» WORK ITEM
Report each line of the entries that contains the word "remaining", copied in full.
★ ★ ★ ★ ★
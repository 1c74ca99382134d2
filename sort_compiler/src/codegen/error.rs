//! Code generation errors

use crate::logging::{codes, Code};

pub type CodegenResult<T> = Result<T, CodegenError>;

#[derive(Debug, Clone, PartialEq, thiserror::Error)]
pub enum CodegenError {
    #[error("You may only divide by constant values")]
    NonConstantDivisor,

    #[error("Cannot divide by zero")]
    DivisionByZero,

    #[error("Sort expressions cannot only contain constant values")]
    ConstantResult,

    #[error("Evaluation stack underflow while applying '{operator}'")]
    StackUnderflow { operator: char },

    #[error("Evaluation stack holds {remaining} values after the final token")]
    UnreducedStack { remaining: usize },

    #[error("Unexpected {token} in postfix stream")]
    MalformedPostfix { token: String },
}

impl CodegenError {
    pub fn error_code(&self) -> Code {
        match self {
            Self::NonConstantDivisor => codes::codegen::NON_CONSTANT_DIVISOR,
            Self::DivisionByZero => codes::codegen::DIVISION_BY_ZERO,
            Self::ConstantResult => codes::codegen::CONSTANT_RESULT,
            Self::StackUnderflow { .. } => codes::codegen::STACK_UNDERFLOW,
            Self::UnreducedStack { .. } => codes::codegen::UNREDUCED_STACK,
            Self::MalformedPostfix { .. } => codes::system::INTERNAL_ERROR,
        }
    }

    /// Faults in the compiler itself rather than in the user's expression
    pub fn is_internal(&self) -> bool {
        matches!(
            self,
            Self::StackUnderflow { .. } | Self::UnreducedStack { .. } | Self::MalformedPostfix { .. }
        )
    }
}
★ ★ ★ ★ ★
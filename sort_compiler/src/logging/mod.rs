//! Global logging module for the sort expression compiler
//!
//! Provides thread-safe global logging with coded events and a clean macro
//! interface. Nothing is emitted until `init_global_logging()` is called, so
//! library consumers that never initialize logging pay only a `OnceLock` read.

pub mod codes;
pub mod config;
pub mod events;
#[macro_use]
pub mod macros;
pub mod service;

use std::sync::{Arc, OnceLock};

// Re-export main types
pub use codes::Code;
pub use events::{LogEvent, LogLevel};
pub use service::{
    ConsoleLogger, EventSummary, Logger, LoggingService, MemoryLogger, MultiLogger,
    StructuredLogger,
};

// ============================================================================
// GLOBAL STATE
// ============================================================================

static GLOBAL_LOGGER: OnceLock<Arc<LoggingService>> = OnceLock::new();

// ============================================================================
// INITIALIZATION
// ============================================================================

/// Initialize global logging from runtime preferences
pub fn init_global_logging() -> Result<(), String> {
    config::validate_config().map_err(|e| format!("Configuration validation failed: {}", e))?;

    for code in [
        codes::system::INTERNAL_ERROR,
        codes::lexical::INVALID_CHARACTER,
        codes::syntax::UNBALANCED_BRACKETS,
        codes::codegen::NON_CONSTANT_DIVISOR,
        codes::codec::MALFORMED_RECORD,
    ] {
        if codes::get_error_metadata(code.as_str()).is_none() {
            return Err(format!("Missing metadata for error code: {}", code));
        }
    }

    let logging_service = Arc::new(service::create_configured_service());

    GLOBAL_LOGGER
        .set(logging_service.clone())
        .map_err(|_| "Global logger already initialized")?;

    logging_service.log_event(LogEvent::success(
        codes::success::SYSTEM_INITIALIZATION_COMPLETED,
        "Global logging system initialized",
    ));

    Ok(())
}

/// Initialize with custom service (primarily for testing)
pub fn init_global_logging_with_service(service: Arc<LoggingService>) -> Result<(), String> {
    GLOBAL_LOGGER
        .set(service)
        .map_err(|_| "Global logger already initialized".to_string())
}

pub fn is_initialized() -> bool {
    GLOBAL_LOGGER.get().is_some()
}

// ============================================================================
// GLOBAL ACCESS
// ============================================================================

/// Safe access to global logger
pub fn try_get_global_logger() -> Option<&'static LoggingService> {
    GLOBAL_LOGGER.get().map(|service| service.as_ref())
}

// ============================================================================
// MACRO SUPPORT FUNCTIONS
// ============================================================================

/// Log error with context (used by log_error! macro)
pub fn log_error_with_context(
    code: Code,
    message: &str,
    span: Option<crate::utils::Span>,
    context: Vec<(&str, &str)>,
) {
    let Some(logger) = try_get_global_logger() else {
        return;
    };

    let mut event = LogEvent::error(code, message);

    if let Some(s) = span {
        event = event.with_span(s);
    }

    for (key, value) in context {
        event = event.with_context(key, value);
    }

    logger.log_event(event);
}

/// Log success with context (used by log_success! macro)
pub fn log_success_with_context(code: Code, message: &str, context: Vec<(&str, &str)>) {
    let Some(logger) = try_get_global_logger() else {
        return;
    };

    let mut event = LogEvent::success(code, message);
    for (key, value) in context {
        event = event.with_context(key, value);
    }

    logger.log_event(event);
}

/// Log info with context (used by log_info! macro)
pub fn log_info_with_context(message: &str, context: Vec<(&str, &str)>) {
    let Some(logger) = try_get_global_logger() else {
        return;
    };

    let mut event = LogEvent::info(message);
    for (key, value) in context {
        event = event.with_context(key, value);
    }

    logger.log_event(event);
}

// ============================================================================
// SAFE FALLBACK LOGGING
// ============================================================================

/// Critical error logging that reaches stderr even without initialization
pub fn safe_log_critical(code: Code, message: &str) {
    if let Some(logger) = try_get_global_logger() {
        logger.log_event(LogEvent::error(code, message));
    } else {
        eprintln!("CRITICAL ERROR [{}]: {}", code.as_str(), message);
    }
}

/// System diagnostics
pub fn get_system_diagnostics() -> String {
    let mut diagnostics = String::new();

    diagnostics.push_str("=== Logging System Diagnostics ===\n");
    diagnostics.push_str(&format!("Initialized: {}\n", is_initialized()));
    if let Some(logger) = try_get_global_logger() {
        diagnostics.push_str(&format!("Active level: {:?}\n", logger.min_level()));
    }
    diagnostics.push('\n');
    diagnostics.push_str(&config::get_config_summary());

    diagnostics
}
★ ★ ★ ★ ★
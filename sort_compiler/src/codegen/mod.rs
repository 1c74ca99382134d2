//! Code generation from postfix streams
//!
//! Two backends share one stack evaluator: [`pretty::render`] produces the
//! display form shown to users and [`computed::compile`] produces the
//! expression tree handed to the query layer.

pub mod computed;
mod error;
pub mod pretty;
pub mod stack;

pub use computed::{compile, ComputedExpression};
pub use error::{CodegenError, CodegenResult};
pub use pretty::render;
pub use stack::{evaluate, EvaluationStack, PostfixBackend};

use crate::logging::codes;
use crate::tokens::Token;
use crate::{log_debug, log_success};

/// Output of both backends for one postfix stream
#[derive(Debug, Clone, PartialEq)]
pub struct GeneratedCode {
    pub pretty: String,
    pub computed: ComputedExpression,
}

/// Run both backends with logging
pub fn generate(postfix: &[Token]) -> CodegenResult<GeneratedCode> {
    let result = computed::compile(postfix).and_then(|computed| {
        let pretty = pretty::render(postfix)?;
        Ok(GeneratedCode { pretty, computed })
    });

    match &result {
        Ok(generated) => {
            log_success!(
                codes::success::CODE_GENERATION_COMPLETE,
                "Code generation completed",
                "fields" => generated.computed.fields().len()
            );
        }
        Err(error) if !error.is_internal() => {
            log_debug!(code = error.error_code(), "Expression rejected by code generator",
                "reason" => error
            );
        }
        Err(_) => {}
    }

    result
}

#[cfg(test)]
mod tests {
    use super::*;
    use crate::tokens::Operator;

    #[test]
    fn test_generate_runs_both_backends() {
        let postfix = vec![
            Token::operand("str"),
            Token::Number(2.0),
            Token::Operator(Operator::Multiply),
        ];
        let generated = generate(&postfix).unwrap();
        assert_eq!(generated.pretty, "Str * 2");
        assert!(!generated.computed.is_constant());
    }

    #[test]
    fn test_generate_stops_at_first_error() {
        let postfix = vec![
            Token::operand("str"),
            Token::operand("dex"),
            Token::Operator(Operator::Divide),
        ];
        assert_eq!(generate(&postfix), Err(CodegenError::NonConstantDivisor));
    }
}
★ ★ ★ ★ ★
» TASK ANSWER
    #[error("Evaluation stack holds {remaining} values after the final token")]
    UnreducedStack { remaining: usize },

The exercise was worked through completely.